### Work to be completed
Pull every line that holds the word "ParameterSet" from the entries.
[Start of Attachment]
//! Transaction pipeline behavior: begin (sync and async, with the LTX
//! readiness wait and cancellation), abort idempotence, commit gating, and
//! commit profiling.

use std::sync::atomic::AtomicBool;
use std::sync::mpsc::channel;
use std::sync::Arc;
use std::time::Duration;

use kvsql_core::{
    CommitOptions, CommitResponseKind, Database, DatabaseConfig, TransactionHandle,
    TransactionOptions, TransactionType,
};
use kvsql_plan::{ParameterSet, StatsSnapshot};
use kvsql_result::{ErrorCode, ErrorInfo, Result};
use kvsql_sql::DefaultSqlCompiler;

fn test_db() -> Database {
    test_db_with(DatabaseConfig {
        thread_pool_size: 2,
        ..Default::default()
    })
}

fn test_db_with(config: DatabaseConfig) -> Database {
    let db = Database::new(config, Arc::new(DefaultSqlCompiler::new()));
    db.start().unwrap();
    db
}

fn exec(db: &Database, tx: Option<&TransactionHandle>, sql: &str) -> Result<StatsSnapshot> {
    let statement = db.create_executable(sql, Arc::new(ParameterSet::new()))?;
    let (sender, receiver) = channel();
    db.execute_async(
        tx,
        &statement,
        None,
        Box::new(move |status, stats| {
            let _ = sender.send((status, stats));
        }),
        true,
    )?;
    let (status, stats) = receiver
        .recv_timeout(Duration::from_secs(10))
        .expect("statement completion never fired");
    status.map(|_| stats).map_err(ErrorInfo::into_error)
}

fn ltx_on(table: &str) -> TransactionOptions {
    TransactionOptions {
        transaction_type: TransactionType::Ltx,
        write_preserve: vec![table.to_string()],
        ..Default::default()
    }
}

#[test]
fn test_abort_is_idempotent_and_commit_after_abort_is_inactive() {
    let db = test_db();
    let tx = db.create_transaction(TransactionOptions::default()).unwrap();

    db.abort_transaction(&tx).unwrap();
    // A second abort is ok and has no side effects.
    db.abort_transaction(&tx).unwrap();

    let err = db.commit(&tx, Default::default()).unwrap_err();
    assert_eq!(err.code(), ErrorCode::InactiveTransactionException);

    db.destroy_transaction(&tx).unwrap();
    db.stop().unwrap();
}

#[test]
fn test_abort_after_commit_is_ok_and_has_no_effect() {
    let db = test_db();
    exec(&db, None, "CREATE TABLE t (c0 BIGINT PRIMARY KEY)").unwrap();

    let tx = db.create_transaction(TransactionOptions::default()).unwrap();
    exec(&db, Some(&tx), "INSERT INTO t VALUES (7)").unwrap();
    db.commit(&tx, Default::default()).unwrap();
    db.abort_transaction(&tx).unwrap();
    db.destroy_transaction(&tx).unwrap();

    // The committed row is still there.
    let reader = db.create_transaction(TransactionOptions::default()).unwrap();
    let stats = exec(&db, Some(&reader), "DELETE FROM t WHERE c0 = 7").unwrap();
    assert_eq!(stats.deleted, 1);
    db.abort_transaction(&reader).unwrap();
    db.destroy_transaction(&reader).unwrap();
    db.stop().unwrap();
}

#[test]
fn test_destroy_unknown_handle_is_invalid_argument() {
    let db = test_db();
    let tx = db.create_transaction(TransactionOptions::default()).unwrap();
    db.abort_transaction(&tx).unwrap();
    db.destroy_transaction(&tx).unwrap();
    let err = db.destroy_transaction(&tx).unwrap_err();
    assert_eq!(err.code(), ErrorCode::InvalidArgument);
    db.stop().unwrap();
}

#[test]
fn test_begin_with_unknown_write_preserve_table() {
    let db = test_db();
    let err = db.create_transaction(ltx_on("no_such_table")).unwrap_err();
    assert_eq!(err.code(), ErrorCode::TargetNotFoundException);
    db.stop().unwrap();
}

#[test]
fn test_ltx_write_preserve_ordering() {
    let db = test_db();
    exec(
        &db,
        None,
        "CREATE TABLE t (c0 BIGINT PRIMARY KEY, c1 DOUBLE)",
    )
    .unwrap();

    let tx1 = db.create_transaction(ltx_on("t")).unwrap();

    // tx2's begin-wait cannot complete while tx1 holds the overlapping
    // write-preserve set.
    let (sender, receiver) = channel();
    db.create_transaction_async(
        ltx_on("t"),
        Box::new(move |handle, status| {
            let _ = sender.send((handle, status));
        }),
    )
    .unwrap();
    assert!(receiver.recv_timeout(Duration::from_millis(100)).is_err());

    exec(&db, Some(&tx1), "INSERT INTO t VALUES (1, 1.0)").unwrap();
    db.commit(&tx1, Default::default()).unwrap();
    db.destroy_transaction(&tx1).unwrap();

    let (handle, status) = receiver
        .recv_timeout(Duration::from_secs(10))
        .expect("second LTX never became ready");
    status.unwrap();
    let tx2 = handle.expect("second LTX has no handle");

    exec(&db, Some(&tx2), "INSERT INTO t VALUES (2, 2.0)").unwrap();
    db.commit(&tx2, Default::default()).unwrap();
    db.destroy_transaction(&tx2).unwrap();

    let reader = db.create_transaction(TransactionOptions::default()).unwrap();
    let stats = exec(&db, Some(&reader), "DELETE FROM t WHERE c0 >= 1").unwrap();
    assert_eq!(stats.deleted, 2);
    db.abort_transaction(&reader).unwrap();
    db.destroy_transaction(&reader).unwrap();
    db.stop().unwrap();
}

#[test]
fn test_ltx_begin_wait_is_cancelable() {
    let db = test_db();
    exec(&db, None, "CREATE TABLE t (c0 BIGINT PRIMARY KEY)").unwrap();

    let blocker = db.create_transaction(ltx_on("t")).unwrap();

    let cancel = Arc::new(AtomicBool::new(false));
    let (sender, receiver) = channel();
    db.create_transaction_async_with_source(
        ltx_on("t"),
        Some(Arc::clone(&cancel)),
        Box::new(move |handle, status| {
            let _ = sender.send((handle, status));
        }),
    )
    .unwrap();
    assert!(receiver.recv_timeout(Duration::from_millis(100)).is_err());

    cancel.store(true, std::sync::atomic::Ordering::SeqCst);
    let (handle, status) = receiver
        .recv_timeout(Duration::from_secs(10))
        .expect("cancel never delivered");
    assert!(handle.is_none());
    assert_eq!(status.unwrap_err().code(), ErrorCode::Canceled);

    db.abort_transaction(&blocker).unwrap();
    db.destroy_transaction(&blocker).unwrap();
    db.stop().unwrap();
}

#[test]
fn test_commit_response_kinds() {
    let db = test_db();
    exec(&db, None, "CREATE TABLE t (c0 BIGINT PRIMARY KEY)").unwrap();

    for (value, kind) in [
        (1, CommitResponseKind::Accepted),
        (2, CommitResponseKind::Available),
        (3, CommitResponseKind::Stored),
        (4, CommitResponseKind::Propagated),
    ] {
        let tx = db.create_transaction(TransactionOptions::default()).unwrap();
        exec(&db, Some(&tx), &format!("INSERT INTO t VALUES ({value})")).unwrap();
        db.commit(
            &tx,
            CommitOptions {
                response_kind: kind,
                ..Default::default()
            },
        )
        .unwrap();
        db.destroy_transaction(&tx).unwrap();
    }

    let reader = db.create_transaction(TransactionOptions::default()).unwrap();
    let stats = exec(&db, Some(&reader), "DELETE FROM t WHERE c0 >= 1").unwrap();
    assert_eq!(stats.deleted, 4);
    db.abort_transaction(&reader).unwrap();
    db.destroy_transaction(&reader).unwrap();
    db.stop().unwrap();
}

#[test]
fn test_commit_auto_dispose_removes_handle() {
    let db = test_db();
    exec(&db, None, "CREATE TABLE t (c0 BIGINT PRIMARY KEY)").unwrap();
    let tx = db.create_transaction(TransactionOptions::default()).unwrap();
    exec(&db, Some(&tx), "INSERT INTO t VALUES (1)").unwrap();
    db.commit(
        &tx,
        CommitOptions {
            auto_dispose: true,
            ..Default::default()
        },
    )
    .unwrap();
    let err = db.destroy_transaction(&tx).unwrap_err();
    assert_eq!(err.code(), ErrorCode::InvalidArgument);
    db.stop().unwrap();
}

#[test]
fn test_commit_profile_is_folded_into_stats() {
    let db = test_db_with(DatabaseConfig {
        thread_pool_size: 2,
        profile_commits: true,
        ..Default::default()
    });
    exec(&db, None, "CREATE TABLE t (c0 BIGINT PRIMARY KEY)").unwrap();

    for value in 1..=2 {
        let tx = db.create_transaction(TransactionOptions::default()).unwrap();
        exec(&db, Some(&tx), &format!("INSERT INTO t VALUES ({value})")).unwrap();
        db.commit(&tx, Default::default()).unwrap();
        db.destroy_transaction(&tx).unwrap();
    }

    let stats = db.commit_stats();
    assert_eq!(stats.commit_count(), 2);
    assert_eq!(stats.request_to_precommit().count(), 2);
    // Whether durability fired or was skipped, the completion phase is
    // recorded for both commits.
    assert_eq!(stats.durability_to_completion().count(), 2);
    let json = stats.to_json();
    assert_eq!(json["counters"]["commit_requested"].as_u64(), Some(2));

    db.stop().unwrap();
}

#[test]
fn test_read_only_transaction_begins_and_aborts() {
    let db = test_db();
    let tx = db
        .create_transaction(TransactionOptions {
            transaction_type: TransactionType::ReadOnly,
            ..Default::default()
        })
        .unwrap();
    db.abort_transaction(&tx).unwrap();
    db.destroy_transaction(&tx).unwrap();
    db.stop().unwrap();
}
[End of Attachment]
### Exercise result
use kvsql_plan::{ParameterSet, StatsSnapshot};
    let statement = db.create_executable(sql, Arc::new(ParameterSet::new()))?;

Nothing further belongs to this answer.